## Data supplied
·····

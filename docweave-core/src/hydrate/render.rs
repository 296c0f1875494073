//! Render Cycle
//!
//! One render hydrates every document element into peers, wires them on a
//! fresh bus and starts listening. A reset deactivates the bus and destroys
//! the peers before the next render builds everything again.

use std::sync::{Arc, Weak};

use parking_lot::Mutex;
use serde::{Deserialize, Serialize};
use serde_json::{Map, Value};
use tracing::{debug, error};

use super::order::PluginOrder;
use crate::bus::{BroadcastSender, BusConfig, Peer, SignalBus};
use crate::error::{HydrateError, PeerFailure};

/// An element of the parsed document, as handed over by the markup parser.
#[derive(Debug, Clone, PartialEq, Serialize, Deserialize)]
pub struct DocumentElement {
    pub id: String,
    pub kind: String,
    #[serde(default)]
    pub attributes: Map<String, Value>,
}

/// What a plugin gets to build its peers.
pub struct HydrationContext<'a> {
    pub elements: &'a [DocumentElement],

    /// Queue for broadcasts made outside a turn.
    pub outbox: BroadcastSender,

    /// The bus the peers will be registered on.
    pub bus: Weak<SignalBus>,
}

impl HydrationContext<'_> {
    /// Elements of one kind, in document order.
    pub fn elements_of<'e>(&'e self, kind: &'e str) -> impl Iterator<Item = &'e DocumentElement> + 'e {
        self.elements.iter().filter(move |element| element.kind == kind)
    }
}

/// Turns document elements of some family into peers.
pub trait Hydrator: Send + Sync {
    /// Name used in [`PluginOrder`] declarations.
    fn name(&self) -> &str;

    fn hydrate(&self, ctx: &HydrationContext<'_>) -> Result<Vec<Arc<dyn Peer>>, HydrateError>;
}

/// Owns the bus and peers of the current render.
pub struct RenderCycle {
    config: BusConfig,
    plugins: Vec<Arc<dyn Hydrator>>,
    bus: Option<Arc<SignalBus>>,
    peers: Vec<Arc<dyn Peer>>,
    failures: Arc<Mutex<Vec<PeerFailure>>>,
    hydrate_errors: Vec<HydrateError>,
}

impl RenderCycle {
    /// Arrange `plugins` by the resolved `order`.
    ///
    /// Every plugin must be declared in `order`. Declared names without a
    /// plugin are ignored.
    pub fn new(
        config: BusConfig,
        plugins: Vec<Arc<dyn Hydrator>>,
        order: &PluginOrder,
    ) -> Result<Self, HydrateError> {
        if let Some(missing) = plugins.iter().find(|plugin| !order.contains(plugin.name())) {
            return Err(HydrateError::UnknownPlugin(missing.name().to_string()));
        }

        let mut remaining = plugins;
        let mut arranged = Vec::with_capacity(remaining.len());
        for name in order.resolve()? {
            while let Some(position) = remaining.iter().position(|plugin| plugin.name() == name) {
                arranged.push(remaining.remove(position));
            }
        }

        Ok(Self {
            config,
            plugins: arranged,
            bus: None,
            peers: Vec::new(),
            failures: Arc::new(Mutex::new(Vec::new())),
            hydrate_errors: Vec::new(),
        })
    }

    /// Plugin names in hydration order.
    pub fn plugin_order(&self) -> Vec<&str> {
        self.plugins.iter().map(|plugin| plugin.name()).collect()
    }

    /// Reset any previous render, then hydrate `elements` onto a fresh bus.
    ///
    /// A plugin that fails to hydrate is logged and skipped; the rest of the
    /// document still renders.
    pub async fn render(&mut self, elements: &[DocumentElement]) -> Result<Arc<SignalBus>, HydrateError> {
        self.reset();

        let failures = Arc::clone(&self.failures);
        let bus = Arc::new(
            SignalBus::new(self.config.clone())
                .with_failure_handler(move |failure| failures.lock().push(failure.clone())),
        );

        let ctx = HydrationContext {
            elements,
            outbox: bus.sender(),
            bus: Arc::downgrade(&bus),
        };

        for plugin in &self.plugins {
            match plugin.hydrate(&ctx) {
                Ok(peers) => {
                    debug!(plugin = plugin.name(), peers = peers.len(), "hydrated");
                    for peer in peers {
                        if let Err(err) = bus.register_peer(Arc::clone(&peer)) {
                            error!(plugin = plugin.name(), peer = %peer.id(), error = %err, "peer rejected");
                            peer.destroy();
                            self.hydrate_errors.push(err.into());
                            continue;
                        }
                        self.peers.push(peer);
                    }
                }
                Err(err) => {
                    error!(plugin = plugin.name(), error = %err, "hydration failed");
                    self.hydrate_errors.push(err);
                }
            }
        }

        bus.begin_listening().await?;
        debug!(peers = self.peers.len(), "render listening");

        self.bus = Some(Arc::clone(&bus));
        Ok(bus)
    }

    /// Deactivate the current bus and destroy every peer.
    pub fn reset(&mut self) {
        if let Some(bus) = self.bus.take() {
            bus.deactivate();
        }
        for peer in self.peers.drain(..) {
            peer.destroy();
        }
        self.failures.lock().clear();
        self.hydrate_errors.clear();
    }

    pub fn bus(&self) -> Option<&Arc<SignalBus>> {
        self.bus.as_ref()
    }

    pub fn peers(&self) -> &[Arc<dyn Peer>] {
        &self.peers
    }

    /// Peer failures reported during the current render.
    pub fn failures(&self) -> Vec<PeerFailure> {
        self.failures.lock().clone()
    }

    /// Plugins that failed during the current render.
    pub fn hydrate_errors(&self) -> &[HydrateError] {
        &self.hydrate_errors
    }
}

impl Drop for RenderCycle {
    fn drop(&mut self) {
        self.reset();
    }
}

·····

## Aim of the exercise
Start at the first line of the entries above. Set down each line exactly through the one with "bus and destroys", and stop there.

## Written response
filename docweave-core/src/hydrate/render.rs
repository 296c0f1875494073
//! Render Cycle
//!
//! One render hydrates every document element into peers, wires them on a
//! fresh bus and starts listening. A reset deactivates the bus and destroys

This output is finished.